◆ Problem description ◆
The lines from the start of the data up to and including the one with "User identifier (from" should be returned exactly, and nothing else.

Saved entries
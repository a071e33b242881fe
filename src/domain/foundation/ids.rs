//! Strongly-typed identifier value objects.
//!
//! User and agent identifiers are validated on construction. Upstream
//! identifiers (threads, runs, backend instances) are opaque strings handed
//! to us by the provider and only checked for emptiness.

use serde::{Deserialize, Serialize};
use std::fmt;
use uuid::Uuid;

use super::ValidationError;

/// User identifier (from the identity collaborator's `sub` claim).
#[derive(Debug, Clone, PartialEq, Eq, Hash, Serialize, Deserialize)]
pub struct UserId(String);

impl UserId {
    /// Creates a new UserId, returning error if empty.
    pub fn new(id: impl Into<String>) -> Result<Self, ValidationError> {
        let id = id.into();
        if id.is_empty() {
            return Err(ValidationError::empty_field("user_id"));
        }
        Ok(Self(id))
    }

    /// Returns the inner string slice.
    pub fn as_str(&self) -> &str {
        &self.0
    }
}

impl fmt::Display for UserId {
    fn fmt(&self, f: &mut fmt::Formatter<'_>) -> fmt::Result {
        write!(f, "{}", self.0)
    }
}

/// Logical agent identifier as selected by the client (e.g. "cdspro").
///
/// Normalized to lowercase so `"CDSPro"` and `"cdspro"` address the same
/// persona and the same cache entries.
#[derive(Debug, Clone, PartialEq, Eq, Hash, PartialOrd, Ord, Serialize, Deserialize)]
#[serde(transparent)]
pub struct AgentId(String);

impl AgentId {
    /// Creates a new AgentId, rejecting empty or whitespace-containing ids.
    pub fn new(id: impl Into<String>) -> Result<Self, ValidationError> {
        let id = id.into().trim().to_ascii_lowercase();
        if id.is_empty() {
            return Err(ValidationError::empty_field("agent_id"));
        }
        if id.chars().any(char::is_whitespace) {
            return Err(ValidationError::invalid_format(
                "agent_id",
                "must not contain whitespace",
            ));
        }
        Ok(Self(id))
    }

    /// Returns the inner string slice.
    pub fn as_str(&self) -> &str {
        &self.0
    }
}

impl fmt::Display for AgentId {
    fn fmt(&self, f: &mut fmt::Formatter<'_>) -> fmt::Result {
        write!(f, "{}", self.0)
    }
}

/// Declares an opaque, provider-issued string identifier.
macro_rules! opaque_id {
    ($(#[$meta:meta])* $name:ident, $field:literal) => {
        $(#[$meta])*
        #[derive(Debug, Clone, PartialEq, Eq, Hash, PartialOrd, Ord, Serialize, Deserialize)]
        #[serde(transparent)]
        pub struct $name(String);

        impl $name {
            /// Creates a new identifier, returning error if empty.
            pub fn new(id: impl Into<String>) -> Result<Self, ValidationError> {
                let id = id.into();
                if id.trim().is_empty() {
                    return Err(ValidationError::empty_field($field));
                }
                Ok(Self(id))
            }

            /// Returns the inner string slice.
            pub fn as_str(&self) -> &str {
                &self.0
            }
        }

        impl fmt::Display for $name {
            fn fmt(&self, f: &mut fmt::Formatter<'_>) -> fmt::Result {
                write!(f, "{}", self.0)
            }
        }
    };
}

opaque_id!(
    /// Concrete backend instance (an assistant id or a chat deployment name).
    InstanceId,
    "instance_id"
);

opaque_id!(
    /// Remote conversation thread identifier.
    ThreadId,
    "thread_id"
);

opaque_id!(
    /// Remote run (job) identifier.
    RunId,
    "run_id"
);

/// Per-request correlation identifier used in logs.
#[derive(Debug, Clone, Copy, PartialEq, Eq, Hash, Serialize, Deserialize)]
#[serde(transparent)]
pub struct RequestId(Uuid);

impl RequestId {
    /// Creates a new random RequestId.
    pub fn new() -> Self {
        Self(Uuid::new_v4())
    }

    /// Parses a caller-supplied id, e.g. from an `x-request-id` header.
    pub fn parse(value: &str) -> Result<Self, ValidationError> {
        Uuid::parse_str(value.trim())
            .map(Self)
            .map_err(|_| ValidationError::invalid_format("request_id", "must be a UUID"))
    }
}

impl Default for RequestId {
    fn default() -> Self {
        Self::new()
    }
}

impl fmt::Display for RequestId {
    fn fmt(&self, f: &mut fmt::Formatter<'_>) -> fmt::Result {
        write!(f, "{}", self.0)
    }
}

◆ Written response ◆
repository a071e33b242881fe
filename src/domain/foundation/ids.rs
//! Strongly-typed identifier value objects.
//!
//! User and agent identifiers are validated on construction. Upstream
//! identifiers (threads, runs, backend instances) are opaque strings handed
//! to us by the provider and only checked for emptiness.

use serde::{Deserialize, Serialize};
use std::fmt;
use uuid::Uuid;

use super::ValidationError;

/// User identifier (from the identity collaborator's `sub` claim).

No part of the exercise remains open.